[Data entries]
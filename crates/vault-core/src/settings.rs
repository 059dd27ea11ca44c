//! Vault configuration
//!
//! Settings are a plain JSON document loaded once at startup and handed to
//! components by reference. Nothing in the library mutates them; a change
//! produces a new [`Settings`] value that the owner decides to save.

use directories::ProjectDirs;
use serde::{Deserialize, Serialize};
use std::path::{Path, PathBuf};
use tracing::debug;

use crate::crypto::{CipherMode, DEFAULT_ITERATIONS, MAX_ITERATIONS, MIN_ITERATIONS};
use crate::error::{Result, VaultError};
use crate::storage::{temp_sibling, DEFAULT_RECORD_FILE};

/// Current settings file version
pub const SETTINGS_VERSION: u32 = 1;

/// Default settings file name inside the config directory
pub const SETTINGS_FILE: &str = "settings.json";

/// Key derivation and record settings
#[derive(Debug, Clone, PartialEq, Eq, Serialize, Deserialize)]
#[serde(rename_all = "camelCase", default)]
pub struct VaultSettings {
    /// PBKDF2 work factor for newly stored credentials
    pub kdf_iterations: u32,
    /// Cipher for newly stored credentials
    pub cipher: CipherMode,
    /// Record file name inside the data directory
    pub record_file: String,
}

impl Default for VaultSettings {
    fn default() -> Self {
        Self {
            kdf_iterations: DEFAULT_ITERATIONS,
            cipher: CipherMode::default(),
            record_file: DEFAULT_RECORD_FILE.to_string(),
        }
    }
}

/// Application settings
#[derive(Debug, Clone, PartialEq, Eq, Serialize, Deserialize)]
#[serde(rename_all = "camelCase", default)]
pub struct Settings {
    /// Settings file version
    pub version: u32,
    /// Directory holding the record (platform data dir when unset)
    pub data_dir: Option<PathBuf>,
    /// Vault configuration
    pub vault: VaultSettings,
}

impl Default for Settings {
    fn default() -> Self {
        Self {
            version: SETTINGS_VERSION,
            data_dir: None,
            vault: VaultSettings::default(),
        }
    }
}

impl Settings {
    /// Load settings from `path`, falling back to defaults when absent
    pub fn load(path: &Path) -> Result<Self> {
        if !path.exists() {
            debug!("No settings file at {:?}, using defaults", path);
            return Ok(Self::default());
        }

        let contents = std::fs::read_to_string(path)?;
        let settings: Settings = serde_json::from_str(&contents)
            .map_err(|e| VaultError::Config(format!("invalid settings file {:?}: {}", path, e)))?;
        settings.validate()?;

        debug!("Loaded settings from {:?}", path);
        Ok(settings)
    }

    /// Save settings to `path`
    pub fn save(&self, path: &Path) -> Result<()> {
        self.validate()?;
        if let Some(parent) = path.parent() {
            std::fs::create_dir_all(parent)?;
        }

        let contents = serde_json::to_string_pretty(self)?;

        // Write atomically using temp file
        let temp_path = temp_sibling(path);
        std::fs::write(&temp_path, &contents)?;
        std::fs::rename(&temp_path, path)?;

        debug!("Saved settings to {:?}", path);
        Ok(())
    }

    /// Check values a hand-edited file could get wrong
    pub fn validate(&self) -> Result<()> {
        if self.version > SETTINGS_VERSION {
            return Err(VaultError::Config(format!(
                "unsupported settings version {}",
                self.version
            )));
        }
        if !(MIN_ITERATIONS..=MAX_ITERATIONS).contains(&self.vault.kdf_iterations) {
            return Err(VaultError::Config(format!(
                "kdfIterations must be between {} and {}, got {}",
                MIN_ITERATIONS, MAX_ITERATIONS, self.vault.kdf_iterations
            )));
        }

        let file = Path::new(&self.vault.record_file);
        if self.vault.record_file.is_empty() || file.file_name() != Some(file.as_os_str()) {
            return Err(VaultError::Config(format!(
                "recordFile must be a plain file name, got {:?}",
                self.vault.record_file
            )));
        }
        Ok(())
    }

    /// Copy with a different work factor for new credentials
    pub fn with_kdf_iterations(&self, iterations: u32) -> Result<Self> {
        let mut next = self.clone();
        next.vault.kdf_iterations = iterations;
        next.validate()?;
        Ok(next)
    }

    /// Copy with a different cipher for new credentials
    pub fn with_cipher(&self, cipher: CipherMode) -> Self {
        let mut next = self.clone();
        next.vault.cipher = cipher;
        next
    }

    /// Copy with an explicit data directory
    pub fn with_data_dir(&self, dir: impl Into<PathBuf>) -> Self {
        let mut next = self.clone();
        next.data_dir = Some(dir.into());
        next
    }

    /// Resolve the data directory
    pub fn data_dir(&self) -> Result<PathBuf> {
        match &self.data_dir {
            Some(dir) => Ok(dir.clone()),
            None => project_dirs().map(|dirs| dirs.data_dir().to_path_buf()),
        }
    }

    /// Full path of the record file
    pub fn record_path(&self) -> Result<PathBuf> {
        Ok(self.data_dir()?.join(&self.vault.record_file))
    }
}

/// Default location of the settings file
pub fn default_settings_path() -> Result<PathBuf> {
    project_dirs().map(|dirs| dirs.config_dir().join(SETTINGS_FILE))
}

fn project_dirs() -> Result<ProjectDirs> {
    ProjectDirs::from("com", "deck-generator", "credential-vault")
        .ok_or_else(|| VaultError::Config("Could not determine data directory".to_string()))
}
* * *
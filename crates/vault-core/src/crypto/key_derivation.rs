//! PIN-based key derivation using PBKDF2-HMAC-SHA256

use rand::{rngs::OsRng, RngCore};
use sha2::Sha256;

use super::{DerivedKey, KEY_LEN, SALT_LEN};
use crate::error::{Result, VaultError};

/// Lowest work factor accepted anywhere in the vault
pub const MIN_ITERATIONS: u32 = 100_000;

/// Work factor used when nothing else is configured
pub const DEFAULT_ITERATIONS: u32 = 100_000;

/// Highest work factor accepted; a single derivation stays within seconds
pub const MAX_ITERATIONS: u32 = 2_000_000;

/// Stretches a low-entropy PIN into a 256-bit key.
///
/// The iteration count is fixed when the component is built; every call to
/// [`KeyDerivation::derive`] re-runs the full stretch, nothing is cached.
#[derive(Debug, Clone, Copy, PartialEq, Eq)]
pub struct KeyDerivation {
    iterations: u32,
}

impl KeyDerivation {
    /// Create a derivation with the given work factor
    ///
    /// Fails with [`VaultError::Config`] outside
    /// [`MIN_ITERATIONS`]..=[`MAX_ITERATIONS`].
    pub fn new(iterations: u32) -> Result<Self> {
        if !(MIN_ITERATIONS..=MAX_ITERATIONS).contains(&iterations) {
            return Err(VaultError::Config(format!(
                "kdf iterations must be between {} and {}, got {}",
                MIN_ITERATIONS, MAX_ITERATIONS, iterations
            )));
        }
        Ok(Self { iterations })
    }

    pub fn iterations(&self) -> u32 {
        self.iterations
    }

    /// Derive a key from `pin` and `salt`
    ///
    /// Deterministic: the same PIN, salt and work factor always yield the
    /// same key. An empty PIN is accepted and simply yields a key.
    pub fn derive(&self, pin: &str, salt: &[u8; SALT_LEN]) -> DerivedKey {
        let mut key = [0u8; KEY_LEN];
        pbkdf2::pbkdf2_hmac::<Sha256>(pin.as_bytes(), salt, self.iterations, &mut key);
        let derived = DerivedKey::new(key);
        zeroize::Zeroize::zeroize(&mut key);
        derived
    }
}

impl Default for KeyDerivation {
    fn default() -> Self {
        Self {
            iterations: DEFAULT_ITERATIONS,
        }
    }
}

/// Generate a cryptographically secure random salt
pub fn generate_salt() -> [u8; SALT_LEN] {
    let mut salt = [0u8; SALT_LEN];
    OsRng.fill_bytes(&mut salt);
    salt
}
* * *
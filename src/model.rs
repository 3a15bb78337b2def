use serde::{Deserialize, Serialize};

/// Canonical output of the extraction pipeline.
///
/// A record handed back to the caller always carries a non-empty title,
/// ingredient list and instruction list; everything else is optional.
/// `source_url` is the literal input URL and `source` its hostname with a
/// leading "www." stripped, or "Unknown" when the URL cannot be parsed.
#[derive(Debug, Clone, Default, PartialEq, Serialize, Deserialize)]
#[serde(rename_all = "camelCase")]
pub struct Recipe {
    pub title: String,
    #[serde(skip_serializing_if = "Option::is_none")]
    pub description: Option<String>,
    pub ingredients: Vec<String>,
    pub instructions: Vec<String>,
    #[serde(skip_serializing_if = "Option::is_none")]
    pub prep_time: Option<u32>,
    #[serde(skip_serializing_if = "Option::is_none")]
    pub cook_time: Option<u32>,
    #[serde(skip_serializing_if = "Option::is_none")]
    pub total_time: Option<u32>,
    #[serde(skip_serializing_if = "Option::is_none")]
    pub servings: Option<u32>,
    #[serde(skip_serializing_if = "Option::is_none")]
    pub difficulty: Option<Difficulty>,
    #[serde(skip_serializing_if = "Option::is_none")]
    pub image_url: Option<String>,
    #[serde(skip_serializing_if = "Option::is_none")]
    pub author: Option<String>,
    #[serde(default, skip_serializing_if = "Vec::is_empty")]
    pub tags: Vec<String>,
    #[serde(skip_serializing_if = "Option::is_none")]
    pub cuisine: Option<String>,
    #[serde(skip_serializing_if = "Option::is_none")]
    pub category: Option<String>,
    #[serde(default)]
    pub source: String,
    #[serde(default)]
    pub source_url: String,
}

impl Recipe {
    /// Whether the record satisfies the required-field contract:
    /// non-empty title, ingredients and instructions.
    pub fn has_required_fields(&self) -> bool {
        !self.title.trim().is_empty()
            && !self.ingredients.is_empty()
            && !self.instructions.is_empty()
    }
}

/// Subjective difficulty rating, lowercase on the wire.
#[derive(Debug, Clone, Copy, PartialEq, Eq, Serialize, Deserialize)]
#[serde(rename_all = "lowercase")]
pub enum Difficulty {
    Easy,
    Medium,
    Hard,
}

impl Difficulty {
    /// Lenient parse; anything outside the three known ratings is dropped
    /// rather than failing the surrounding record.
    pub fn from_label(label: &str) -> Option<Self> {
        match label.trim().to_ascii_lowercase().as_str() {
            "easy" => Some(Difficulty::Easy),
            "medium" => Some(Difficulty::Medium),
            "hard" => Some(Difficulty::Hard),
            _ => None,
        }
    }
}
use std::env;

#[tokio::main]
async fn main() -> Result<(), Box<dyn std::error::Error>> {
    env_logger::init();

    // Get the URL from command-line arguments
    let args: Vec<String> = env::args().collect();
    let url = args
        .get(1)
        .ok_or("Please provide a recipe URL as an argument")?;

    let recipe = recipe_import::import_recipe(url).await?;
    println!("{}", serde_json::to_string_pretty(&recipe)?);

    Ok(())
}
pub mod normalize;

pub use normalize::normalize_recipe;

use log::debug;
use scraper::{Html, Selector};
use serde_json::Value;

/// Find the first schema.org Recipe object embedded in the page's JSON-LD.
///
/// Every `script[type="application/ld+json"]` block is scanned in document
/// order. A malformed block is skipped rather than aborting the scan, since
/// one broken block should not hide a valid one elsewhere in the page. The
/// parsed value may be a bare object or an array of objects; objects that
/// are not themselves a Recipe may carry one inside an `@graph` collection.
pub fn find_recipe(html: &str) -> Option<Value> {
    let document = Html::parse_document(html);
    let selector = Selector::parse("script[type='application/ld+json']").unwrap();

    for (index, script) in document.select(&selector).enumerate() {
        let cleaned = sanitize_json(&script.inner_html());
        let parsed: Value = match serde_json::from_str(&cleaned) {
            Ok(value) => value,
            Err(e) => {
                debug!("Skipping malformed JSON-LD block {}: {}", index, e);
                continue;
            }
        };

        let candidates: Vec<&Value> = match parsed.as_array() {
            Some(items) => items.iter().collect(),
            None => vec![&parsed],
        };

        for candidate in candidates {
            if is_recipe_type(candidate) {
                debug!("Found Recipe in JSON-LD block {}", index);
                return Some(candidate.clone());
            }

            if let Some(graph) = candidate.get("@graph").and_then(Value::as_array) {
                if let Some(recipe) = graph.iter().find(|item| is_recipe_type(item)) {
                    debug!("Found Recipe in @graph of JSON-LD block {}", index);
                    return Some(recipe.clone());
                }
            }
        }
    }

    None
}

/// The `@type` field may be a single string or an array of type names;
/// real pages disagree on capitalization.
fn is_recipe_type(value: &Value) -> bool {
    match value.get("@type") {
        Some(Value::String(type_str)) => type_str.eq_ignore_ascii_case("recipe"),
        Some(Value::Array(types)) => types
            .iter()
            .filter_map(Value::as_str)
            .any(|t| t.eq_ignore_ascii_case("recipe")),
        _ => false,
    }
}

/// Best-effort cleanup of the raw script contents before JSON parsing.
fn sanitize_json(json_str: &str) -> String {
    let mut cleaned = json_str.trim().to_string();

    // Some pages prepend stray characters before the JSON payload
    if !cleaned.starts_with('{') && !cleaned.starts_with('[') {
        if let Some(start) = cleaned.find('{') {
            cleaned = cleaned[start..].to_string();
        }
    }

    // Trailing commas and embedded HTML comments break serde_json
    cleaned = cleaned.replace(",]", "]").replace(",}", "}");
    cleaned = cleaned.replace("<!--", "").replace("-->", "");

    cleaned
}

TRY IT
Taking the entries above, write out exactly the lines starting with the line containing "filename crates/vault-core/src/settings.rs" and going on through the line containing "them; a change", both included, and nothing else.

TASK RESPONSE
filename crates/vault-core/src/settings.rs
repository 059dd27ea11ca44c
//! Vault configuration
//!
//! Settings are a plain JSON document loaded once at startup and handed to
//! components by reference. Nothing in the library mutates them; a change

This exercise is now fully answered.